Supplied data:
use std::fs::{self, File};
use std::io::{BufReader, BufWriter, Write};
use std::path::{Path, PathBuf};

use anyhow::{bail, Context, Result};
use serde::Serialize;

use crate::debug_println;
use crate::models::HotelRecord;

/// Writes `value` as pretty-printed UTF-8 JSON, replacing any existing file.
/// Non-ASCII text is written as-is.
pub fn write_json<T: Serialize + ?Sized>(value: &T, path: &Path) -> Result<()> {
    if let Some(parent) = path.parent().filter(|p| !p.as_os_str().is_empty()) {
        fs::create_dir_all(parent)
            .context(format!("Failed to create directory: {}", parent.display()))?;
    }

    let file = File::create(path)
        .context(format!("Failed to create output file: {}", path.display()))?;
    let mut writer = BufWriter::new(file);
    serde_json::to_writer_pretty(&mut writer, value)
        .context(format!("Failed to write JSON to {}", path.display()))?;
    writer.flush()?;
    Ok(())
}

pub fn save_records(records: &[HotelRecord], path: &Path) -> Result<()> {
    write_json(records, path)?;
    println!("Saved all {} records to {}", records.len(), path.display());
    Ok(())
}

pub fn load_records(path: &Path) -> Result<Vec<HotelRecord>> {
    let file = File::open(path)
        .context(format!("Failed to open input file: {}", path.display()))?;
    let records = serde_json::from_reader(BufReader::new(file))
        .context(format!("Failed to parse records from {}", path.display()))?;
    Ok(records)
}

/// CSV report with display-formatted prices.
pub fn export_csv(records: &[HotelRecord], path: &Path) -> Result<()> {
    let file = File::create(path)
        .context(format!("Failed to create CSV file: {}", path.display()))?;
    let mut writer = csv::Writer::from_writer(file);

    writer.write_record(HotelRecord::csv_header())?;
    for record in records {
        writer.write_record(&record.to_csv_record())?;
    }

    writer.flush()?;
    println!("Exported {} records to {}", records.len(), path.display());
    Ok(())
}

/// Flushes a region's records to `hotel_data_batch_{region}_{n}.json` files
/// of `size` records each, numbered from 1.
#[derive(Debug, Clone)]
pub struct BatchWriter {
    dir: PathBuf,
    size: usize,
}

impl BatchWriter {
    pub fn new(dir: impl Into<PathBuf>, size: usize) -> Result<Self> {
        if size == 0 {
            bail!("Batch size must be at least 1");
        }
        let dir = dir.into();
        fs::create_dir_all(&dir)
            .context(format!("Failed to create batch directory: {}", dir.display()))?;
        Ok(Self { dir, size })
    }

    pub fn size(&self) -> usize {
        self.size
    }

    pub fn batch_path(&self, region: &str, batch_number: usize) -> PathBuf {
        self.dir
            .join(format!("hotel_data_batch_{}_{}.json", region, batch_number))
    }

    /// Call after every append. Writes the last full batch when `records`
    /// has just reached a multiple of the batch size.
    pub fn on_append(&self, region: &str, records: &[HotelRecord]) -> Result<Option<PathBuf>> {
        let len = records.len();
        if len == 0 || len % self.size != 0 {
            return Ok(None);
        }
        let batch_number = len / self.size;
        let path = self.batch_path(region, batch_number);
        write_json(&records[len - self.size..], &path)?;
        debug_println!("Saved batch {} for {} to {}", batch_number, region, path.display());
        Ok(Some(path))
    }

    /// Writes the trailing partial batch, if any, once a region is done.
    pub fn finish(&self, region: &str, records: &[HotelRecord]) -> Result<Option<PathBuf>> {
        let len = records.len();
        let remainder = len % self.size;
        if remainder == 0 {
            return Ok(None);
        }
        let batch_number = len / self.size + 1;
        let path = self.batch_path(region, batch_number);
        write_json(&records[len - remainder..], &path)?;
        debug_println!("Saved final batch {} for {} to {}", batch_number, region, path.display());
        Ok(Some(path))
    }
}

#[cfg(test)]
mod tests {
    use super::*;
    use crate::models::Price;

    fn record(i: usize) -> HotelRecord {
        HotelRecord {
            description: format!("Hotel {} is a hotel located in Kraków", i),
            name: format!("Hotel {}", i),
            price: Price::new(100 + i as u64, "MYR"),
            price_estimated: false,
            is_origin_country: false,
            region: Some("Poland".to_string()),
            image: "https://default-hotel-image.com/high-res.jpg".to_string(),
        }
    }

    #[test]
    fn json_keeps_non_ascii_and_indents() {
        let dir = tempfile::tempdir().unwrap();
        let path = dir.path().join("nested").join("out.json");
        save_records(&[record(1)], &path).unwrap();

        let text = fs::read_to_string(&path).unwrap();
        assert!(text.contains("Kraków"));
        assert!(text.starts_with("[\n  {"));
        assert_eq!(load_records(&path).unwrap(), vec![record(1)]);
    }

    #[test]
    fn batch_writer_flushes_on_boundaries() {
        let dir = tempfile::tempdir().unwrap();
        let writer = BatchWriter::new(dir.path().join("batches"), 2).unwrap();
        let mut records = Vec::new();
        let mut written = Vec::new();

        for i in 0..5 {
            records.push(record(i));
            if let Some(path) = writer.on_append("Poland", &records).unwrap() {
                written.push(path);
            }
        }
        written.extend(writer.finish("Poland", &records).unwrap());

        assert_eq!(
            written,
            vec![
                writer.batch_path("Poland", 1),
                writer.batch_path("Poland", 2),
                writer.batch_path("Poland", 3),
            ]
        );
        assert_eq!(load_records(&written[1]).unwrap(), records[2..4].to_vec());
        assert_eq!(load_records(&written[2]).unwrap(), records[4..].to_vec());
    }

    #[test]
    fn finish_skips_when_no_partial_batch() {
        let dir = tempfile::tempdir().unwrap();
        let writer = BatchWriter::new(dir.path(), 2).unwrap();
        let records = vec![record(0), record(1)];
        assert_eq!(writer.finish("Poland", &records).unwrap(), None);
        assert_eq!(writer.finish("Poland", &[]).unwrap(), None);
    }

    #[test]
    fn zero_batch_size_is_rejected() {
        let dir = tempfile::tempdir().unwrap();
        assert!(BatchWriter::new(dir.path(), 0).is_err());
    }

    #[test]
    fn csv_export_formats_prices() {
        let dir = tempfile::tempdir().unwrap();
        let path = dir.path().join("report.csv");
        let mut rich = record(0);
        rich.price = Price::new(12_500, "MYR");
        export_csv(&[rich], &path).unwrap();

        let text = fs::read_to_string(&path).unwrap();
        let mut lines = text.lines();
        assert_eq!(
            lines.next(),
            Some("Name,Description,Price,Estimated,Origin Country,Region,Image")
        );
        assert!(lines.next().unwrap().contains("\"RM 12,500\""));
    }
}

--

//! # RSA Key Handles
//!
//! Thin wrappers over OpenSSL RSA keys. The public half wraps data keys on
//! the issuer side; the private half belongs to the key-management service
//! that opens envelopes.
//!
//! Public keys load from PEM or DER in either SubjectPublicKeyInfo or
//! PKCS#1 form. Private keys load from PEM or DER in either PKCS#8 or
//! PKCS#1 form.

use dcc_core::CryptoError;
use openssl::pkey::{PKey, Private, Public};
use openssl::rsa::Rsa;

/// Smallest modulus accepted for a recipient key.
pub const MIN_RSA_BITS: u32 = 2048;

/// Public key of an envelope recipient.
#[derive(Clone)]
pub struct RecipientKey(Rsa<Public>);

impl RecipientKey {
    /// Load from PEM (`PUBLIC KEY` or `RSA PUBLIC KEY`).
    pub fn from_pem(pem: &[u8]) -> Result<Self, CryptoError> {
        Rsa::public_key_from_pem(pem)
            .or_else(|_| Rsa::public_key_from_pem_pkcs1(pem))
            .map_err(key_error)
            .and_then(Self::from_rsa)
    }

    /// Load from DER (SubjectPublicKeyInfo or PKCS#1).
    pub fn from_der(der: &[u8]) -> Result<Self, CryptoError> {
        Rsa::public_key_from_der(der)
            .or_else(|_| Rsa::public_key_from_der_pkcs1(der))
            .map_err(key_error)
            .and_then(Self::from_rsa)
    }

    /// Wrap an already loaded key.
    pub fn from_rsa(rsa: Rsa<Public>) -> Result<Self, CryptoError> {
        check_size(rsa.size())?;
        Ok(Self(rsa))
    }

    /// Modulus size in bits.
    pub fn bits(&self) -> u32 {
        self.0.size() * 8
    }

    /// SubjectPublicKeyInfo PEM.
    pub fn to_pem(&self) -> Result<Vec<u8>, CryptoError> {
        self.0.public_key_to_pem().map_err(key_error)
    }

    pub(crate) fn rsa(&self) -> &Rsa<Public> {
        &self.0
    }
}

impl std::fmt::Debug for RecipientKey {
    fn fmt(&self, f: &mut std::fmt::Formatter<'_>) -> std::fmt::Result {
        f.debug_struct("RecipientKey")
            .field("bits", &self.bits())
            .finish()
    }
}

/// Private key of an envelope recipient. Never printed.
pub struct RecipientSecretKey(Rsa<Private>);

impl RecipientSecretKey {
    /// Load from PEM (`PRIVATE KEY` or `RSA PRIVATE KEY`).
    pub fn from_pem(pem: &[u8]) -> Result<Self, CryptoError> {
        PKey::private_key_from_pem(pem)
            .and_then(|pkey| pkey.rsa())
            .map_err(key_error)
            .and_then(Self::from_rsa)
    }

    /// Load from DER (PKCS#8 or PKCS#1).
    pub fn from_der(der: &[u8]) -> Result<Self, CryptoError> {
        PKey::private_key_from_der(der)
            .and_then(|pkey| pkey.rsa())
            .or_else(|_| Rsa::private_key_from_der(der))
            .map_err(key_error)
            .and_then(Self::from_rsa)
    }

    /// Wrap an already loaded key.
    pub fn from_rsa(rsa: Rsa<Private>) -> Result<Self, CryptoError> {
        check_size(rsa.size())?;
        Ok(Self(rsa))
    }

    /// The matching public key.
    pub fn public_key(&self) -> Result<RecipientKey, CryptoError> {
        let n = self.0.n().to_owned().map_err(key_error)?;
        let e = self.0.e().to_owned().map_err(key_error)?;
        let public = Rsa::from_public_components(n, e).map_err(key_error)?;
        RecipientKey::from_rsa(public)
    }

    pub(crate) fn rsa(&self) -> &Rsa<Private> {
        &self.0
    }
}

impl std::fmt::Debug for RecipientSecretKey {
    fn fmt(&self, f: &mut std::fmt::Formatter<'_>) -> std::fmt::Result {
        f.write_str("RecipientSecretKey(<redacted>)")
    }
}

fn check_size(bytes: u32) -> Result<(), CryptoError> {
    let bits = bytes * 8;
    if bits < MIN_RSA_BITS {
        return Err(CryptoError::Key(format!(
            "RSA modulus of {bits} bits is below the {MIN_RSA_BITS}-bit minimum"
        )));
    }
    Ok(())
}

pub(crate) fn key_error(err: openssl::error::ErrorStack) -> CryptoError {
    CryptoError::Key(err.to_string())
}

The task: Among the entries above, the line containing "size must be", the line containing "pub fn on_append(&self, region: &str, records: &[HotelRecord])", and all lines between them are to be restated word for word; nothing else belongs in the reply.

Response box:
            bail!("Batch size must be at least 1");
        }
        let dir = dir.into();
        fs::create_dir_all(&dir)
            .context(format!("Failed to create batch directory: {}", dir.display()))?;
        Ok(Self { dir, size })
    }

    pub fn size(&self) -> usize {
        self.size
    }

    pub fn batch_path(&self, region: &str, batch_number: usize) -> PathBuf {
        self.dir
            .join(format!("hotel_data_batch_{}_{}.json", region, batch_number))
    }

    /// Call after every append. Writes the last full batch when `records`
    /// has just reached a multiple of the batch size.
    pub fn on_append(&self, region: &str, records: &[HotelRecord]) -> Result<Option<PathBuf>> {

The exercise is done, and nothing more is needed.